There's no better time than now to start new traditions that you will look forward to for years to come. Why not plan a night of board games, festive movies, or baking treats with loved ones? Many of these fun activities can be enjoyed by the entire family.

Instead of alcohol, why not set up a hot cocoa station with a variety of toppings to add? If that doesn’t appeal to you, try masala chai tea, a warming drink with rich spices that invokes the Christmas spirit.

2. Keep Busy

Like many others, you may find that keeping busy will help you avoid falling into bad habits or dwelling on old traditions.

Whether creating a routine that includes a form of fitness activity or taking the time to learn new skills, meet new people, and do good for your community, there are many things you can do to stay busy.

Over the festive period, your social calendar might not look busy. If this is the case, why not join a book club, sports group, or community? Crafts also make a great distraction - you’ll even have a finished product at the end to show for your hard work. You could even use them as Christmas gifts.

Another idea for staying busy is volunteering your time to charity, such as animal shelters or soup kitchens. Volunteering is exceptionally beneficial if you find yourself feeling lonely around this time of year. Not only will volunteering leave you feeling good about yourself, but you’ll have the chase to make some friends along the way. You’ll also be making a positive difference in other people’s lives.

3. Plan Ahead

A little planning ahead eases unnecessary anxiety during the festive period. If invited to an event or gathering, consider taking a delicious non-alcoholic drink with you just in case there aren’t any provided. If you go to a restaurant, research the menu ahead of time to see if any of the meals include an alcoholic drink. In doing so, you can ask in advance if they would substitute something non-alcoholic.

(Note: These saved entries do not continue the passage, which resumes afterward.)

//! Timer scheduler
//!
//! A single-threaded queue of cancellable delayed tasks. Nothing here sleeps or
//! spawns: the owner feeds wall-clock milliseconds into [`TimerScheduler::pop_due`]
//! from its event loop and handles each payload as it comes out.
//!
//! Ordering contract:
//! - tasks fire in deadline order;
//! - at equal deadlines one-shot tasks fire before interval tasks, so a
//!   debounced write scheduled by an interval tick lands before the next tick
//!   reads state;
//! - remaining ties fire in scheduling order.
//!
//! Interval tasks are re-armed every time they fire until cancelled.

use slotmap::{new_key_type, SlotMap};

new_key_type! {
    /// Handle to a scheduled task
    pub struct TimerId;
}

struct Timer<T> {
    deadline: f64,
    interval: Option<f64>,
    seq: u64,
    payload: T,
}

impl<T> Timer<T> {
    fn sort_key(&self) -> (f64, bool, u64) {
        (self.deadline, self.interval.is_some(), self.seq)
    }
}

/// Cancellable one-shot and interval tasks keyed by [`TimerId`]
pub struct TimerScheduler<T> {
    timers: SlotMap<TimerId, Timer<T>>,
    now: f64,
    next_seq: u64,
}

impl<T: Clone> TimerScheduler<T> {
    pub fn new() -> Self {
        Self {
            timers: SlotMap::with_key(),
            now: 0.0,
            next_seq: 0,
        }
    }

    /// Current scheduler time in milliseconds
    pub fn now(&self) -> f64 {
        self.now
    }

    /// Move the clock forward without firing anything. Time never goes back.
    pub fn observe(&mut self, now: f64) {
        if now > self.now {
            self.now = now;
        }
    }

    /// Run `payload` once, `delay_ms` after the current time
    pub fn schedule_after(&mut self, delay_ms: f64, payload: T) -> TimerId {
        let seq = self.bump_seq();
        self.timers.insert(Timer {
            deadline: self.now + delay_ms.max(0.0),
            interval: None,
            seq,
            payload,
        })
    }

    /// Run `payload` every `interval_ms`, first firing one interval from now
    pub fn schedule_interval(&mut self, interval_ms: f64, payload: T) -> TimerId {
        let interval_ms = interval_ms.max(f64::EPSILON);
        let seq = self.bump_seq();
        self.timers.insert(Timer {
            deadline: self.now + interval_ms,
            interval: Some(interval_ms),
            seq,
            payload,
        })
    }

    /// Cancel a task. Returns false if it already fired (one-shot) or was
    /// cancelled before.
    pub fn cancel(&mut self, id: TimerId) -> bool {
        self.timers.remove(id).is_some()
    }

    /// Cancel every task
    pub fn cancel_all(&mut self) {
        self.timers.clear();
    }

    pub fn is_scheduled(&self, id: TimerId) -> bool {
        self.timers.contains_key(id)
    }

    /// Earliest pending deadline
    pub fn next_deadline(&self) -> Option<f64> {
        self.timers
            .values()
            .map(|timer| timer.deadline)
            .min_by(|a, b| a.total_cmp(b))
    }

    /// Take the next task due at or before `until`
    ///
    /// The clock advances to the fired task's deadline, so anything the caller
    /// schedules while handling it is measured from that instant. Returns None
    /// (and advances the clock to `until`) once nothing else is due.
    pub fn pop_due(&mut self, until: f64) -> Option<(TimerId, T)> {
        let due = self
            .timers
            .iter()
            .filter(|(_, timer)| timer.deadline <= until)
            .min_by(|(_, a), (_, b)| {
                let (da, ia, sa) = a.sort_key();
                let (db, ib, sb) = b.sort_key();
                da.total_cmp(&db).then(ia.cmp(&ib)).then(sa.cmp(&sb))
            })
            .map(|(id, _)| id);

        let Some(id) = due else {
            self.observe(until);
            return None;
        };

        let seq = self.bump_seq();
        let timer = self.timers.get_mut(id)?;
        self.now = self.now.max(timer.deadline);

        match timer.interval {
            Some(interval) => {
                timer.deadline += interval;
                timer.seq = seq;
                Some((id, timer.payload.clone()))
            }
            None => self.timers.remove(id).map(|timer| (id, timer.payload)),
        }
    }

    pub fn len(&self) -> usize {
        self.timers.len()
    }

    pub fn is_empty(&self) -> bool {
        self.timers.is_empty()
    }

    fn bump_seq(&mut self) -> u64 {
        let seq = self.next_seq;
        self.next_seq += 1;
        seq
    }
}

impl<T: Clone> Default for TimerScheduler<T> {
    fn default() -> Self {
        Self::new()
    }
}

#[cfg(test)]
mod tests {
    use super::*;

    fn drain(scheduler: &mut TimerScheduler<&'static str>, until: f64) -> Vec<&'static str> {
        let mut fired = Vec::new();
        while let Some((_, payload)) = scheduler.pop_due(until) {
            fired.push(payload);
        }
        fired
    }

    #[test]
    fn test_one_shot_fires_once_at_deadline() {
        let mut scheduler = TimerScheduler::new();
        scheduler.schedule_after(10.0, "commit");

        assert!(drain(&mut scheduler, 9.0).is_empty());
        assert_eq!(drain(&mut scheduler, 10.0), vec!["commit"]);
        assert!(drain(&mut scheduler, 100.0).is_empty());
        assert!(scheduler.is_empty());
    }

    #[test]
    fn test_cancel_prevents_firing() {
        let mut scheduler = TimerScheduler::new();
        let id = scheduler.schedule_after(10.0, "commit");
        assert!(scheduler.cancel(id));
        assert!(!scheduler.cancel(id));
        assert!(drain(&mut scheduler, 50.0).is_empty());
    }

    #[test]
    fn test_interval_rearms_until_cancelled() {
        let mut scheduler = TimerScheduler::new();
        let id = scheduler.schedule_interval(10.0, "tick");

        assert_eq!(drain(&mut scheduler, 35.0), vec!["tick", "tick", "tick"]);
        assert!(scheduler.is_scheduled(id));
        assert_eq!(scheduler.next_deadline(), Some(40.0));

        scheduler.cancel(id);
        assert!(drain(&mut scheduler, 100.0).is_empty());
    }

    #[test]
    fn test_one_shot_fires_before_interval_at_same_deadline() {
        let mut scheduler = TimerScheduler::new();
        scheduler.schedule_interval(10.0, "tick");
        scheduler.schedule_after(10.0, "commit");

        assert_eq!(drain(&mut scheduler, 10.0), vec!["commit", "tick"]);
    }

    #[test]
    fn test_clock_follows_fired_deadline() {
        let mut scheduler = TimerScheduler::new();
        scheduler.schedule_after(10.0, "first");

        let (_, payload) = scheduler.pop_due(100.0).unwrap();
        assert_eq!(payload, "first");
        assert_eq!(scheduler.now(), 10.0);

        // Scheduled while handling "first": measured from t=10
        scheduler.schedule_after(10.0, "second");
        assert_eq!(scheduler.next_deadline(), Some(20.0));
        assert_eq!(drain(&mut scheduler, 100.0), vec!["second"]);
        assert_eq!(scheduler.now(), 100.0);
    }

    #[test]
    fn test_clock_never_moves_backwards() {
        let mut scheduler = TimerScheduler::<()>::new();
        scheduler.observe(50.0);
        scheduler.observe(20.0);
        assert_eq!(scheduler.now(), 50.0);
    }
}
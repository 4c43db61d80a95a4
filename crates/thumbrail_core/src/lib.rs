//! Thumbrail Core
//!
//! This crate provides the foundational primitives shared by the Thumbrail
//! crates:
//!
//! - **Geometry**: pixel points, sizes, rectangles and per-axis pairs
//! - **Event Bus**: typed publish/subscribe owned by a single widget
//! - **State Machines**: enum-based interaction states
//!
//! # Example
//!
//! ```rust
//! use thumbrail_core::events::EventBus;
//! use std::cell::Cell;
//! use std::rc::Rc;
//!
//! let seen = Rc::new(Cell::new(0.0));
//! let mut bus = EventBus::<f64>::new();
//!
//! let sink = seen.clone();
//! let id = bus.subscribe(move |value| sink.set(*value));
//!
//! bus.emit(&42.0);
//! assert_eq!(seen.get(), 42.0);
//!
//! bus.unsubscribe(id);
//! bus.emit(&1.0);
//! assert_eq!(seen.get(), 42.0);
//! ```

pub mod events;
pub mod fsm;
pub mod geometry;

pub use events::{EventBus, KeyCode, SubscriptionId};
pub use fsm::{EventId, StateTransitions};
pub use geometry::{Axis, AxisPair, Point, Rect, Size, Vec2};
/// Scrollbar construction options
#[derive(Debug, Clone, Copy, PartialEq, Serialize, Deserialize)]
#[serde(rename_all = "camelCase", default)]
pub struct ScrollbarOptions {
    /// Enable the horizontal axis
    #[serde(deserialize_with = "enabled_unless_false")]
    pub xscroll: bool,
    /// Enable the vertical axis
    #[serde(deserialize_with = "enabled_unless_false")]
    pub yscroll: bool,
    /// Range-scroll geometry; `None` reads geometry from the host
    #[serde(deserialize_with = "or_default")]
    pub scroll_range: Option<ScrollRange>,
    /// Offset of the horizontal track from the container's bottom edge (px)
    #[serde(deserialize_with = "or_default")]
    pub track_x_offset: f64,
    /// Offset of the vertical track from the container's right edge (px)
    #[serde(deserialize_with = "or_default")]
    pub track_y_offset: f64,
    #[serde(deserialize_with = "or_default")]
    pub tuning: Tuning,
}

impl Default for ScrollbarOptions {
    fn default() -> Self {
        Self {
            xscroll: true,
            yscroll: true,
            scroll_range: None,
            track_x_offset: 0.0,
            track_y_offset: 0.0,
            tuning: Tuning::default(),
        }
    }
}

impl ScrollbarOptions {
    /// Parse options from JSON. `null` yields the defaults.
    pub fn from_json(input: &str) -> Result<Self> {
        match object_or_null(input)? {
            Some(value) => Ok(Self::deserialize(value)?.sanitized()),
            None => Ok(Self::default()),
        }
    }

    /// These options with unusable tuning values reset to their defaults
    pub fn sanitized(mut self) -> Self {
        self.tuning = self.tuning.sanitized();
        self
    }

    /// True when geometry comes from [`ScrollRange`] instead of the host
    pub fn is_range_scroll(&self) -> bool {
        self.scroll_range.is_some()
    }

    /// Merge a patch into these options
    pub fn apply(&mut self, patch: OptionsPatch) {
        if let Some(xscroll) = patch.xscroll {
            self.xscroll = xscroll;
        }
        if let Some(yscroll) = patch.yscroll {
            self.yscroll = yscroll;
        }
        if let Some(scroll_range) = patch.scroll_range {
            self.scroll_range = scroll_range;
        }
        if let Some(offset) = patch.track_x_offset {
            self.track_x_offset = offset;
        }
        if let Some(offset) = patch.track_y_offset {
            self.track_y_offset = offset;
        }
        if let Some(tuning) = patch.tuning {
            self.tuning = tuning.sanitized();
        }
    }
}

/// A partial update for [`ScrollbarOptions`]
///
/// `None` leaves a field unchanged. For `scroll_range`, `Some(None)` switches
/// back to reading geometry from the host (JSON `null`).
#[derive(Debug, Clone, Copy, Default, PartialEq, Deserialize)]
#[serde(rename_all = "camelCase", default)]
pub struct OptionsPatch {
    #[serde(deserialize_with = "some_if_valid")]
    pub xscroll: Option<bool>,
    #[serde(deserialize_with = "some_if_valid")]
    pub yscroll: Option<bool>,
    #[serde(deserialize_with = "nullable_if_valid")]
    pub scroll_range: Option<Option<ScrollRange>>,
    #[serde(deserialize_with = "some_if_valid")]
    pub track_x_offset: Option<f64>,
    #[serde(deserialize_with = "some_if_valid")]
    pub track_y_offset: Option<f64>,
    #[serde(deserialize_with = "some_if_valid")]
    pub tuning: Option<Tuning>,
}

impl OptionsPatch {
    pub fn new() -> Self {
        Self::default()
    }

    /// Parse a patch from JSON. `null` yields an empty patch.
    pub fn from_json(input: &str) -> Result<Self> {
        match object_or_null(input)? {
            Some(value) => Ok(Self::deserialize(value)?),
            None => Ok(Self::default()),
        }
    }

    pub fn xscroll(mut self, enabled: bool) -> Self {
        self.xscroll = Some(enabled);
        self
    }

    pub fn yscroll(mut self, enabled: bool) -> Self {
        self.yscroll = Some(enabled);
        self
    }

    pub fn scroll_range(mut self, range: ScrollRange) -> Self {
        self.scroll_range = Some(Some(range));
        self
    }

    pub fn clear_scroll_range(mut self) -> Self {
        self.scroll_range = Some(None);
        self
    }

    pub fn track_offsets(mut self, x: f64, y: f64) -> Self {
        self.track_x_offset = Some(x);
        self.track_y_offset = Some(y);
        self
    }

    pub fn tuning(mut self, tuning: Tuning) -> Self {
        self.tuning = Some(tuning);
        self
    }

    pub fn is_empty(&self) -> bool {
        *self == Self::default()
    }
}

fn object_or_null(input: &str) -> Result<Option<Value>> {
    let value: Value = serde_json::from_str(input)?;
    match value {
        Value::Null => Ok(None),
        Value::Object(_) => Ok(Some(value)),
        Value::Bool(_) => Err(OptionsError::NotAnObject("boolean")),
        Value::Number(_) => Err(OptionsError::NotAnObject("number")),
        Value::String(_) => Err(OptionsError::NotAnObject("string")),
        Value::Array(_) => Err(OptionsError::NotAnObject("array")),
    }
}

/// Only a literal `false` disables an axis
fn enabled_unless_false<'de, D>(deserializer: D) -> std::result::Result<bool, D::Error>
where
    D: Deserializer<'de>,
{
    let value = Value::deserialize(deserializer)?;
    Ok(!matches!(value, Value::Bool(false)))
}

fn or_default<'de, D, T>(deserializer: D) -> std::result::Result<T, D::Error>
where
    D: Deserializer<'de>,
    T: DeserializeOwned + Default,
{
    let value = Value::deserialize(deserializer)?;
    Ok(T::deserialize(value).unwrap_or_default())
}

fn some_if_valid<'de, D, T>(deserializer: D) -> std::result::Result<Option<T>, D::Error>
where
    D: Deserializer<'de>,
    T: DeserializeOwned,
{
    let value = Value::deserialize(deserializer)?;
    Ok(T::deserialize(value).ok())
}

fn nullable_if_valid<'de, D, T>(deserializer: D) -> std::result::Result<Option<Option<T>>, D::Error>
where
    D: Deserializer<'de>,
    T: DeserializeOwned,
{
    let value = Value::deserialize(deserializer)?;
    if value.is_null() {
        return Ok(Some(None));
    }
    Ok(T::deserialize(value).ok().map(Some))
}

If you are participating in gift exchanging or secret Santa, see if someone would be willing to swap with you should you receive an alcoholic gift. Better yet, suggest to your family members, friends, or colleagues that no alcoholic gifts are given. Instead, come up with a theme such as silly socks, puzzles, mugs, or homemade items only.

Celebrate Christmas on Your Own Terms

There is no right way to enjoy Christmas. You might choose to put up your Christmas decorations the moment Thanksgiving is over, the night of Christmas eve, or not at all. You are under no obligation to celebrate in a specific way. Irrespective of your preferences when celebrating the holiday, be kind to yourself during this challenging time.

Remember the acronym H.A.L.T - this stands for hungry, angry, lonely, and tired. These are risk states that can throw a wrench in your recovery. Recognize your triggers, and don’t be afraid to reach out to your support network. There are many people out there working on their sobriety and also having a sober Christmas. You are not alone in this journey.

The key to a successful sober Christmas is being prepared and staying in control.